Je ne voudrais péter la baloune de personne mais, jusqu’à preuve du contraire, le véritable gagnant reste Stephen Harper, qu’on le veuille… ou non !
Victoire populaire
Tout d’abord, le Parti Conservateur du Canada a réussit son pari, celui de devenir majoritaire. Bien que tous les grands “spécialistes” et commentateurs politiques québécois en doutaient, Stephen Harper a capitalisé sur le ras-le-bol des Canadiens, qui en avaient plus qu’assez de devoir se présenter aux urnes tous les deux ans.
C’est peut être bien amusant au début, mais de devoir vivre sous la menace d’une nouvelle élection à chaque changement de saison, pour un oui ou pour un non, fini toujours par lasser. Du coup, le Parti Conservateur a pu compter sur quelques 600,000 voix supplémentaires qui se sont portées vers ses candidats (par-rapport à 2008), procurant aux Canadiens environ cinq ans de tranquillité électorale.
Car même si les conservateurs ont perdus quelques plumes au Québec, cela a été contre-balancé par un plus grand soutien populaire dans le reste du pays, y-compris dans les provinces maritimes. Ainsi, au Nouveau-Brunswick, les conservateurs obtiennent près de 44% des voix (1ère place), 36.7% en Nouvelle-Écosse (1ère place), 41% sur l’Île-du-Prince-Édouard (2ème place à quelques cheveux de la 1ère) et tout de même 28.4% des voix à Terre-Neuve et Labrador (3ème place).

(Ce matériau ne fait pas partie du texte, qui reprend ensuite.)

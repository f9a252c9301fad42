mod commands;
mod logging;
mod progress;
mod report;

use std::process;
use std::time::Instant;

use anyhow::{anyhow, bail, Result};
use clap::{CommandFactory, Parser};
use commands::{Cli, Commands, DupesArgs, ScanArgs, SearchArgs};
use dotenv::dotenv;
use glob::Pattern;
use tracing::{debug, error, info};
use walkdir::WalkDir;

use disk_scout_core::config::{self, AppConfig};
use disk_scout_core::dupes::{self, DupeOptions};
use disk_scout_core::messages::{DupeMessage, ScanMessage, SearchMessage};
use disk_scout_core::model::CandidateFile;
use disk_scout_core::scanner::{self, ScanOptions};
use disk_scout_core::search::{self, SearchOptions};

fn main() -> Result<()> {
    dotenv().ok();

    let _guard = logging::init_logger();

    let config = match config::load_configuration() {
        Ok(config) => config,
        Err(err) => {
            error!("Error loading configuration: {}", err);
            process::exit(1);
        }
    };

    let args = Cli::parse();

    match args.command {
        Some(Commands::Scan(args)) => run_scan(&config, args),
        Some(Commands::Dupes(args)) => run_dupes(&config, args),
        Some(Commands::Search(args)) => run_search(&config, args),
        Some(Commands::PrintConfig) => {
            println!("Configuration: {config:?}");
            Ok(())
        }
        None => {
            let _ = Cli::command().print_long_help();
            Ok(())
        }
    }
}

fn run_scan(config: &AppConfig, args: ScanArgs) -> Result<()> {
    let options = ScanOptions {
        top_files: args.top.unwrap_or(config.top_files),
        ignore_patterns: config::compile_ignore_patterns(&config.ignore_patterns),
    };

    info!("Scanning {}", args.path.display());
    let started = Instant::now();
    let handle = scanner::spawn_scan(args.path, options);
    let reporter = progress::ScanProgressBar::new();

    let mut outcome = None;
    for message in handle.receiver() {
        match message {
            ScanMessage::Progress(p) => reporter.update(&p),
            ScanMessage::Complete(o) => outcome = Some(o),
            ScanMessage::Error(message) => {
                reporter.finish();
                bail!(message);
            }
        }
    }
    reporter.finish();

    let outcome = outcome.ok_or_else(|| anyhow!("scan produced no result"))?;
    report::print_scan_summary(&outcome, started.elapsed());
    Ok(())
}

fn run_dupes(config: &AppConfig, args: DupesArgs) -> Result<()> {
    let roots = config::non_overlapping_directories(args.paths);
    let ignore = config::compile_ignore_patterns(&config.ignore_patterns);

    info!("Collecting candidate files from {:?}", roots);
    let candidates = collect_candidates(&roots, &ignore);
    info!("{} candidate files", candidates.len());

    let options = DupeOptions {
        min_size: args.min_size.unwrap_or(config.min_file_size),
        max_size: args.max_size.unwrap_or(config.max_file_size),
    };

    let started = Instant::now();
    let handle = dupes::spawn_find_duplicates(candidates, options);
    let reporter = progress::DupeProgressBar::new();

    let mut groups = None;
    for message in handle.receiver() {
        match message {
            DupeMessage::Progress(p) => reporter.update(&p),
            DupeMessage::Complete(g) => groups = Some(g),
            DupeMessage::Error(message) => {
                reporter.finish();
                bail!(message);
            }
        }
    }
    reporter.finish();

    let groups = groups.ok_or_else(|| anyhow!("duplicate scan produced no result"))?;
    report::print_dupe_summary(&groups, started.elapsed());
    Ok(())
}

fn run_search(config: &AppConfig, args: SearchArgs) -> Result<()> {
    let options = SearchOptions {
        use_regex: args.regex,
        max_results: args.max_results.unwrap_or(config.max_results),
    };

    info!("Searching for '{}' under {}", args.query, args.path.display());
    let started = Instant::now();
    let handle = search::spawn_search(args.path, args.query, options);
    let reporter = progress::SearchProgressBar::new();

    let mut complete = None;
    for message in handle.receiver() {
        match message {
            SearchMessage::Result(result) => {
                reporter.println(report::format_search_result(&result));
            }
            SearchMessage::Progress(p) => reporter.update(&p),
            SearchMessage::Complete(c) => complete = Some(c),
            SearchMessage::Error(message) => {
                reporter.finish();
                bail!(message);
            }
        }
    }
    reporter.finish();

    let complete = complete.ok_or_else(|| anyhow!("search produced no result"))?;
    report::print_search_summary(complete.dirs_scanned, complete.result_count, started.elapsed());
    Ok(())
}

/// Flat candidate collection for the duplicate detector. Symlinks are not
/// followed; unreadable entries are skipped.
fn collect_candidates(roots: &[String], ignore: &[Pattern]) -> Vec<CandidateFile> {
    let mut files = Vec::new();

    for root in roots {
        for entry in WalkDir::new(root).follow_links(false) {
            let entry = match entry {
                Ok(entry) => entry,
                Err(err) => {
                    debug!("Skipping unreadable entry: {}", err);
                    continue;
                }
            };
            if !entry.file_type().is_file() {
                continue;
            }
            if ignore.iter().any(|pattern| pattern.matches_path(entry.path())) {
                continue;
            }
            match entry.metadata() {
                Ok(metadata) => files.push(CandidateFile {
                    path: entry.into_path(),
                    size: metadata.len(),
                }),
                Err(err) => {
                    debug!("Cannot stat {}: {}", entry.path().display(), err);
                }
            }
        }
    }

    files
}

Mais bien évidemment, le poids de ces provinces ne pèse pas bien lourd (avec un grand total de 31 circonscriptions), lorsque on les compare à la populeuse Ontario, qui rapporte pas moins de 73 députés aux Tories, avec 44.4% des voix, de très loin le premier parti de la province.
Donc, sur les six provinces de l’Est du pays, le Parti Conservateur arrive en tête dans trois d’entre-elles, dans lesquelles il obtient plus de 55% de ses députés (93 sur 167). Néanmoins, on entend déjà des commentateurs nous ressortir les vieux épouvantails usés, en nous parlant de ce “parti de l’Ouest canadien, déconnecté du reste du pays”, alors qu’une majorité de députés viendront, au contraire, de l’autre bord du Canada.
Victoire du bi-partisme
Mais pour Stephen Harper, il ne s’agit pas juste d’une simple victoire électorale, cela va plus loin. Harper, avec cette élection, c’est débarrassé en même temps d’un centrisme mou et hésitant, en envoyant le Parti Libéral du Canada aux oubliettes.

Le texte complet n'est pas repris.